Vous, Caïns fugitifs, où trouverez-vous lieu ?
Quand vous auriez les vents collez sous vos aisselles,
Ou quand l’aube du jour vous presteroit ses aisles,
Les monts vous ouvriroient le plus profond rocher,
Quand la nuict tascheroit en sa nuict vous cacher,
Vous enceindre[1], la mer, vous enlever, la nue,
Vous ne fuirez de Dieu ny le doigt ny la veue.
Or voicy les lions de torches aculez,
Les ours à nez percé, les loups emmuzelez.
Tout s’eslève contre eux : les beautez de Nature,
Que leur rage troubla de venin et d’ordure,
Se confrontent en mire[2] et se lèvent contr’eux.
« Pourquoy (dira le feu) avez-vous de mes feux,
Qui n’estoient ordonnez qu’à l’usage de vie,
Faict des bourreaux, valets de vostre tyrannie ? »

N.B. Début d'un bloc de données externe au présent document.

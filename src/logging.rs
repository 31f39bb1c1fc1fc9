use std::{
    env,
    fs::{create_dir_all, File},
    io,
    panic::set_hook,
    path::PathBuf,
    sync::Mutex,
    time::SystemTime,
};

use tracing::{error, level_filters::LevelFilter, Level};
use tracing_subscriber::{fmt, layer::SubscriberExt, util::SubscriberInitExt, EnvFilter, Layer};

#[derive(Debug, Clone)]
pub struct LogPaths {
    pub main: PathBuf,
}

#[cfg(not(debug_assertions))]
const FILE_LOG_LEVEL: Level = Level::DEBUG;

#[cfg(debug_assertions)]
const FILE_LOG_LEVEL: Level = Level::TRACE;

/// Log to a fresh file under the temp dir, and to stderr at a level set by
/// `verbosity` unless `RUST_LOG` says otherwise.
pub fn init_logging(verbosity: u8) -> io::Result<LogPaths> {
    let paths = make_log_paths()?;

    let main = paths.main.clone();
    set_hook(Box::new(move |p| {
        error!("{p}");

        eprintln!("An unexpected error occurred! Please report bugs and attach the following file, if it exists:");
        eprintln!(" - {}", main.to_string_lossy());
        eprintln!();
        eprintln!("{p}");
    }));

    let writer = File::create(&paths.main)?;

    let stderr_filter = EnvFilter::builder()
        .with_default_directive(stderr_level(verbosity).into())
        .from_env_lossy();

    tracing_subscriber::registry()
        .with(
            fmt::layer()
                .with_writer(Mutex::new(writer))
                .with_ansi(false)
                .with_filter(LevelFilter::from_level(FILE_LOG_LEVEL)),
        )
        .with(
            fmt::layer()
                .with_writer(io::stderr)
                .without_time()
                .with_filter(stderr_filter),
        )
        .init();

    Ok(paths)
}

fn stderr_level(verbosity: u8) -> LevelFilter {
    match verbosity {
        0 => LevelFilter::WARN,
        1 => LevelFilter::INFO,
        2 => LevelFilter::DEBUG,
        _ => LevelFilter::TRACE,
    }
}

fn make_log_paths() -> io::Result<LogPaths> {
    let millis = SystemTime::now()
        .duration_since(SystemTime::UNIX_EPOCH)
        .map(|d| d.as_millis())
        .unwrap_or(0);
    let dir = env::temp_dir().join("usb-creator/log");
    create_dir_all(&dir)?;

    Ok(LogPaths {
        main: dir.join(format!("{millis}.main.log")),
    })
}

#[cfg(test)]
mod tests {
    use test_case::test_case;

    use super::*;

    #[test_case(0, LevelFilter::WARN)]
    #[test_case(1, LevelFilter::INFO)]
    #[test_case(2, LevelFilter::DEBUG)]
    #[test_case(9, LevelFilter::TRACE; "saturates")]
    fn verbosity_levels(v: u8, expected: LevelFilter) {
        assert_eq!(stderr_level(v), expected);
    }

    #[test]
    fn log_file_is_under_temp_dir() {
        let paths = make_log_paths().unwrap();
        assert!(paths.main.starts_with(env::temp_dir()));
        assert!(paths.main.to_string_lossy().ends_with(".main.log"));
    }
}
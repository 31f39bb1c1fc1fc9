//! The ISOs already present on a mounted drive.

use std::path::{Path, PathBuf};

use bytesize::ByteSize;
use serde::Serialize;
use tracing::debug;

use crate::{
    capacity::{list_isos, path_size},
    logo::{LogoCatalog, LogoEntry},
    tool::Tool,
};

#[derive(Debug, Clone, PartialEq, Eq, Serialize)]
pub struct IsoEntry {
    pub path: PathBuf,
    pub name: String,
    pub size: u64,
    pub logo: LogoEntry,
}

/// Something that can tell the volume label of an ISO.
pub trait LabelSource {
    fn volume_label(&self, iso: &Path) -> Option<String>;
}

impl LabelSource for Tool {
    fn volume_label(&self, iso: &Path) -> Option<String> {
        Tool::volume_label(self, iso)
    }
}

/// List the ISOs at the top of `mount`, sorted by name.
///
/// The logo is matched on the file name first, then on the volume label the
/// tool reports, and is the generic one if neither matches.
#[tracing::instrument(skip(logos, labels))]
pub fn list(mount: &Path, logos: &LogoCatalog, labels: &dyn LabelSource) -> Vec<IsoEntry> {
    if !mount.exists() {
        return vec![];
    }

    list_isos(mount)
        .into_iter()
        .map(|path| {
            let name = path
                .file_name()
                .map(|n| n.to_string_lossy().into_owned())
                .unwrap_or_default();
            let logo = logos
                .try_match(&name)
                .or_else(|| {
                    labels
                        .volume_label(&path)
                        .and_then(|l| logos.try_match(&l))
                })
                .unwrap_or_else(|| logos.default_entry().clone());
            let size = path_size(&path);

            debug!(name, size = %ByteSize::b(size), logo = logo.key.as_str(), "ISO on device");
            IsoEntry {
                path,
                name,
                size,
                logo,
            }
        })
        .collect()
}

#[cfg(test)]
mod tests {
    use std::fs;

    use tempfile::TempDir;

    use super::*;

    struct Labels(Option<&'static str>);

    impl LabelSource for Labels {
        fn volume_label(&self, _iso: &Path) -> Option<String> {
            self.0.map(str::to_owned)
        }
    }

    fn logos() -> LogoCatalog {
        LogoCatalog::from_entries(
            ["iso", "linux", "ubuntu", "debian"]
                .map(|k| (k.to_owned(), PathBuf::from(format!("/icons/{k}.png")))),
        )
    }

    #[test]
    fn logos_by_name_then_label_then_default() {
        let dir = TempDir::new().unwrap();
        fs::write(dir.path().join("ubuntu-22.04-desktop.iso"), vec![0u8; 64]).unwrap();
        fs::write(dir.path().join("custom.iso"), vec![0u8; 32]).unwrap();
        fs::write(dir.path().join("notes.txt"), b"x").unwrap();

        let with_label = list(dir.path(), &logos(), &Labels(Some("Debian 12 amd64")));
        let without = list(dir.path(), &logos(), &Labels(None));

        let keys: Vec<_> = with_label.iter().map(|e| e.logo.key.as_str()).collect();
        assert_eq!(keys, ["debian", "ubuntu"]);
        assert_eq!(with_label[0].name, "custom.iso");
        assert_eq!(with_label[0].size, 32);

        let keys: Vec<_> = without.iter().map(|e| e.logo.key.as_str()).collect();
        assert_eq!(keys, ["iso", "ubuntu"]);
    }

    #[test]
    fn missing_mount_lists_nothing() {
        assert!(list(Path::new("/not/mounted"), &logos(), &Labels(None)).is_empty());
    }
}
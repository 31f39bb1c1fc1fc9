mod unix;

use serde::Deserialize;
use tracing::debug;

pub use self::unix::{Command, EscalationMethod};

#[derive(Debug, thiserror::Error)]
pub enum Error {
    #[error("Could not become root! Searched for sudo, doas, su")]
    UnixNotDetected,
}

/// When to run the writer tool through sudo and friends.
#[derive(Debug, Default, Clone, Copy, PartialEq, Eq, Deserialize, clap::ValueEnum)]
#[serde(rename_all = "lowercase")]
pub enum Escalate {
    /// Only when we are not already root.
    #[default]
    Auto,
    Always,
    Never,
}

pub fn is_root() -> bool {
    unsafe { libc::geteuid() == 0 }
}

/// Wrap `cmd` so that it runs as root, if the policy asks for it.
pub fn prepare(cmd: Command<'_>, policy: Escalate) -> Result<Command<'static>, Error> {
    let escalate = match policy {
        Escalate::Auto => !is_root(),
        Escalate::Always => true,
        Escalate::Never => false,
    };

    if !escalate {
        return Ok(cmd.into_owned());
    }

    let method = EscalationMethod::detect()?;
    debug!(%method, "Escalating command");
    Ok(method.wrap_command(&cmd))
}

#[cfg(test)]
mod tests {
    use super::*;

    #[test]
    fn never_leaves_command_alone() {
        let cmd = Command::new("usb-creator").arg("-D");
        assert_eq!(prepare(cmd.clone(), Escalate::Never).unwrap(), cmd);
    }
}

L’air encor une fois contr’eux se troublera,
Justice au juge sainct, trouble, demandera.
Disant : « Pourquoi, tyrans et furieuses bestes,
M’empoisonnastes-vous de charongnes[3], de pestes,
Des corps de vos meurtris[4] ? — Pourquoy, diront les eaux,
Changeastes-vous en sang l’argent de nos ruisseaux ? »
Les monts qui ont ridé le front à vos supplices :
« Pourquoy nous avez-vous rendus vos précipices ? »

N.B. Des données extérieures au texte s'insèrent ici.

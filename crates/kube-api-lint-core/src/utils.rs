//! Utility functions for rule implementations.

pub mod case;
pub mod similarity;

#[doc(inline)]
pub use case::{is_pascal_case, lower_first, split_words, to_pascal_case};
#[doc(inline)]
pub use similarity::{closest, levenshtein};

« Pourquoy nous avez-vous, diront les arbres, faicts,
D’arbres délicieux, exécrables gibets ? »
....................


L’HYVER

Mes volages humeurs, plus sterilles que belles,
S’en vont ; et je leur dis : Vous sentez, irondelles,
S’esloigner la chaleur et le froid arriver.
Allez nicher ailleurs, pour ne tascher, impures,

  1. Envelopper.
  2. En face, vis-à-vis.
  3. Charognes.
  4. Morts.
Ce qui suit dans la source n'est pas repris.